(Data items)

-- Opening Marker --

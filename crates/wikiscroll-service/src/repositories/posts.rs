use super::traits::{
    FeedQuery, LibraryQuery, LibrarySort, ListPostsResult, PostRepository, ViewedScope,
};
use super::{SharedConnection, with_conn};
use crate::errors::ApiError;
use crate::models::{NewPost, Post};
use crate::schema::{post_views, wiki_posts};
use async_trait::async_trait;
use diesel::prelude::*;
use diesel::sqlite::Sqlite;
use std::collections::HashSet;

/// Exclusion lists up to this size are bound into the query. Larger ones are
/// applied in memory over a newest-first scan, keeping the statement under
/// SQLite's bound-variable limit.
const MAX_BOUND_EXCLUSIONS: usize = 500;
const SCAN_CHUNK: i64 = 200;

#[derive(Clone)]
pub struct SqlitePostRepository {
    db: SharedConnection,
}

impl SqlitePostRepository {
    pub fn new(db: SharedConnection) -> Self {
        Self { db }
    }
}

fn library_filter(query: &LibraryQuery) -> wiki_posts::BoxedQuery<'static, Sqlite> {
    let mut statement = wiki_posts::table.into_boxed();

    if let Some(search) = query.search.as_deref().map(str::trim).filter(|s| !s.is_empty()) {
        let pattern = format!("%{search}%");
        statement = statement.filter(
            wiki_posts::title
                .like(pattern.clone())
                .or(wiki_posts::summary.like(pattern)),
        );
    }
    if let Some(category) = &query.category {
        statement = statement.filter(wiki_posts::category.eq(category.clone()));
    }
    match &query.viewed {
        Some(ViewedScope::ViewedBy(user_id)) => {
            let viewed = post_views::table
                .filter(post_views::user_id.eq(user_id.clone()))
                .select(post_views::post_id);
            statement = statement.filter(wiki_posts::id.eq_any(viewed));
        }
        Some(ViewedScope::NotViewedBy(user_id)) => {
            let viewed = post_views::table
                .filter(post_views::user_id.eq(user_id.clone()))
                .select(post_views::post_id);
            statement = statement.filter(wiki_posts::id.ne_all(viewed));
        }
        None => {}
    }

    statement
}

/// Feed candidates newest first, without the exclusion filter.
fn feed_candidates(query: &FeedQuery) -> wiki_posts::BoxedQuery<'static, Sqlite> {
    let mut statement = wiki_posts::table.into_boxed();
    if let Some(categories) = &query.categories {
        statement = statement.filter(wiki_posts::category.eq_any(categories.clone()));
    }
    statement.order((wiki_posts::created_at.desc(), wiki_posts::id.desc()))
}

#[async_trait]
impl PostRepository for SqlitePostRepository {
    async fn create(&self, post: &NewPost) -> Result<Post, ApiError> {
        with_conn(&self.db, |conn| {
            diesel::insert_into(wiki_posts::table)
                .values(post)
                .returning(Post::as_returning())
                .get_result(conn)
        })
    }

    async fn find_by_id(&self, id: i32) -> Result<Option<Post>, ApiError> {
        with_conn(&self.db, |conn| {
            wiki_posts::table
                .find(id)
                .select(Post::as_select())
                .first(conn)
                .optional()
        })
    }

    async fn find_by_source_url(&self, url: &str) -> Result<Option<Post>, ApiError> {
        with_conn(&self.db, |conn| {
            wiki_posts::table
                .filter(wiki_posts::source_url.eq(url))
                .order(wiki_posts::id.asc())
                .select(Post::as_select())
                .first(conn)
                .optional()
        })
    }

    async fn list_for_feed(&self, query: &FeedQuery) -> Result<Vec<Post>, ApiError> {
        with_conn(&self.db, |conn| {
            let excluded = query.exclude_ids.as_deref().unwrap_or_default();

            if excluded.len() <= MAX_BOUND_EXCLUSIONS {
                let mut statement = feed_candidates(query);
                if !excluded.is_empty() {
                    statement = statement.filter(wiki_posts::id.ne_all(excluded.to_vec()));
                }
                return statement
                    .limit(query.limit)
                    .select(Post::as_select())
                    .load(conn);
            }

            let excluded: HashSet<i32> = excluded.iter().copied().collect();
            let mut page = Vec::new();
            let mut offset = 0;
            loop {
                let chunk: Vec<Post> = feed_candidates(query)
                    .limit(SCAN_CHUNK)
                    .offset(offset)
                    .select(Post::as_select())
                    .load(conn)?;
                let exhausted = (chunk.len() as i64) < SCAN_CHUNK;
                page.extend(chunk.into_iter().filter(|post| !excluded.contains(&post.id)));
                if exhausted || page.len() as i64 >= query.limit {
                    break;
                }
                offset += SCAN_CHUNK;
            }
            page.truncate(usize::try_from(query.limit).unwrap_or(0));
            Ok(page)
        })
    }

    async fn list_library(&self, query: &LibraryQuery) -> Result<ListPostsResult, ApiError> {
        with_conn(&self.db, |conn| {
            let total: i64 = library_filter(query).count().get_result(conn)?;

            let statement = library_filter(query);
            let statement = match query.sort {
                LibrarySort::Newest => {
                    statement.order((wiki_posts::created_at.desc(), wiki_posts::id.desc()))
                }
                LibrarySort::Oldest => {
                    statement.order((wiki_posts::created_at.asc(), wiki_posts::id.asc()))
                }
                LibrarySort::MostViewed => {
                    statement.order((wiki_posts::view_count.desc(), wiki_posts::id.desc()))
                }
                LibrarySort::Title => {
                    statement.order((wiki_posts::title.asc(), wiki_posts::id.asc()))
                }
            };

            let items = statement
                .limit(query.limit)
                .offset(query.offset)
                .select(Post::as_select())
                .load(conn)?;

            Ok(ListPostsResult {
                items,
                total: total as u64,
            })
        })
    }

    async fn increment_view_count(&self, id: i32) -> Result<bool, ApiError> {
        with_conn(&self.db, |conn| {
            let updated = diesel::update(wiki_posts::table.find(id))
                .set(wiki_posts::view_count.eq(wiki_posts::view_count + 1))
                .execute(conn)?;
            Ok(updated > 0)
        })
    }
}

-- Closing Marker --
-- Opening Marker --

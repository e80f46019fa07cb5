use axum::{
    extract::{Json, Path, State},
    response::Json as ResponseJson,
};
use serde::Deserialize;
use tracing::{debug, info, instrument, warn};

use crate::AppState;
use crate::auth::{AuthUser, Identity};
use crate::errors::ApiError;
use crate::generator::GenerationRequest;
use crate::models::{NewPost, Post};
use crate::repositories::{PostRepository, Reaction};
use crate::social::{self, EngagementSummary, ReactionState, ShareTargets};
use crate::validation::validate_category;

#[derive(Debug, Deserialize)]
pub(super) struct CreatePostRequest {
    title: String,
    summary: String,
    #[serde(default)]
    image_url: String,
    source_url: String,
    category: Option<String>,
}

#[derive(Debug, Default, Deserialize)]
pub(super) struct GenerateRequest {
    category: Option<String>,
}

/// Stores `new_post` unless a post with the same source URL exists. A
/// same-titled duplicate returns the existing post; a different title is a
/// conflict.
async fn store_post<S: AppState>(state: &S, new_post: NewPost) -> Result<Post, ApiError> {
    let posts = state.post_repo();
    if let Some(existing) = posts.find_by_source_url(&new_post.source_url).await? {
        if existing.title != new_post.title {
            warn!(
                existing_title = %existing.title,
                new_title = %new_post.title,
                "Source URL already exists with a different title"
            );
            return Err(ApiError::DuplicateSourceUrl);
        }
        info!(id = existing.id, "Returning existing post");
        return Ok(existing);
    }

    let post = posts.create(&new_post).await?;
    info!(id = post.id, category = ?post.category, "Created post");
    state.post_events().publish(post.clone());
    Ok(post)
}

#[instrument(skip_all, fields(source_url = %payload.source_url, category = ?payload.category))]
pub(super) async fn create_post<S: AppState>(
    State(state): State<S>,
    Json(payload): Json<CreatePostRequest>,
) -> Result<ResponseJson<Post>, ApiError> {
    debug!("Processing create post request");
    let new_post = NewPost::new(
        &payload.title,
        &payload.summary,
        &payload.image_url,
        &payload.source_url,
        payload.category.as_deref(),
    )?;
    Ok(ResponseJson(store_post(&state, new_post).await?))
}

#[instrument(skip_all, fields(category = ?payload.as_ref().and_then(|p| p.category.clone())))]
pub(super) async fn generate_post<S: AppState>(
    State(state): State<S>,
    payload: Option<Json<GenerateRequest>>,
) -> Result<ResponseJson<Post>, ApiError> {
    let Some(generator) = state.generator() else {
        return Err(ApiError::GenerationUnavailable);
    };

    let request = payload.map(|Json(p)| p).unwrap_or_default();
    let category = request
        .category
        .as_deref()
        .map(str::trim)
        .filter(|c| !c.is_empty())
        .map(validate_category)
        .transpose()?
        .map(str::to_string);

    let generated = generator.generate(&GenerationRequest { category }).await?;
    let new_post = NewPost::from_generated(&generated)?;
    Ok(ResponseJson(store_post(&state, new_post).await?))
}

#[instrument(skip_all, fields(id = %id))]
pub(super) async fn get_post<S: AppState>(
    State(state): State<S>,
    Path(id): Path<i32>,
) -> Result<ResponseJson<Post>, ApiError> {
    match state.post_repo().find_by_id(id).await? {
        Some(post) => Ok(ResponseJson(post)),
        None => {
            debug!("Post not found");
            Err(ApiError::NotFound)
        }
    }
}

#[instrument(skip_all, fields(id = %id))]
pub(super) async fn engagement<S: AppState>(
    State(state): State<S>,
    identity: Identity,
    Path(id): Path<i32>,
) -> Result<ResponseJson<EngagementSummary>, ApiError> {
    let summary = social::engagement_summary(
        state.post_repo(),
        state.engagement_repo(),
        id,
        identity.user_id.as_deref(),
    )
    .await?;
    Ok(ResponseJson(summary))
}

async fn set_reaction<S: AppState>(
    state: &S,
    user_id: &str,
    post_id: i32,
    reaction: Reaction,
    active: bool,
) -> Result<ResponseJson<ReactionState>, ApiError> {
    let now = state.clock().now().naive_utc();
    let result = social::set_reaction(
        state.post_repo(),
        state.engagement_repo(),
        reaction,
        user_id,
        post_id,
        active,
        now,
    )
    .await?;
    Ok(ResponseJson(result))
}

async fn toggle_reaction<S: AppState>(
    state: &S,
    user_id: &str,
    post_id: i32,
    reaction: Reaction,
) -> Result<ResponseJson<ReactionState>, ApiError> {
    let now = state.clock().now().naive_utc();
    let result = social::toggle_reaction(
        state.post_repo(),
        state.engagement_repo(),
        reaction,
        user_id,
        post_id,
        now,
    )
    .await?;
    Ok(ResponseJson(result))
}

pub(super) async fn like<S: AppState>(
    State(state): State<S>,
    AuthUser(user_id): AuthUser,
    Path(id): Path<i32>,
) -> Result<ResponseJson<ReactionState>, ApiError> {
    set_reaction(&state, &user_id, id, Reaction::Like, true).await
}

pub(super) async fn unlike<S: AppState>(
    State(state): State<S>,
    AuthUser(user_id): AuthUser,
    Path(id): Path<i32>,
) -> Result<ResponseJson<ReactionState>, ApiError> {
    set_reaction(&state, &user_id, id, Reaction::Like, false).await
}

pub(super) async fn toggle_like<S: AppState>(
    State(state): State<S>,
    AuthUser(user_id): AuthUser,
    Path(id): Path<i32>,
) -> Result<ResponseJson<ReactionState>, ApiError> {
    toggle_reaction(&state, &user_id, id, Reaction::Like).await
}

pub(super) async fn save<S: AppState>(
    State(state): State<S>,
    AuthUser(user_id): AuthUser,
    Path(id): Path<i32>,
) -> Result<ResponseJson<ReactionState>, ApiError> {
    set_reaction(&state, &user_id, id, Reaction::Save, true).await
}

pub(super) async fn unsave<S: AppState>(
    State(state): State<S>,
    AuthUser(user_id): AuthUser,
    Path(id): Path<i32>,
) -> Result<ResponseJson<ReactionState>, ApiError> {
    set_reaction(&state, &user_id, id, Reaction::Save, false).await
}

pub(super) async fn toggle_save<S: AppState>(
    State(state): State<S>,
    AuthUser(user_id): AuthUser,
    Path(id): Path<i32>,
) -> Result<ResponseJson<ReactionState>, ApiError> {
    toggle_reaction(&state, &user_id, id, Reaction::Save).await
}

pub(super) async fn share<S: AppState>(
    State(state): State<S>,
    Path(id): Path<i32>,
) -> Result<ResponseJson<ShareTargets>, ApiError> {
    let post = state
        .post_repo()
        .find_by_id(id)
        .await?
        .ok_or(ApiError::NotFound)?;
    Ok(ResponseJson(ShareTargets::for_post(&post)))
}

-- Closing Marker --

(YOUR ASSIGNMENT) Wherever a line in the data above contains the word "GenerationRequest", copy that line.

(SOLUTION TO THIS PROBLEM)
use crate::generator::GenerationRequest;
    let generated = generator.generate(&GenerationRequest { category }).await?;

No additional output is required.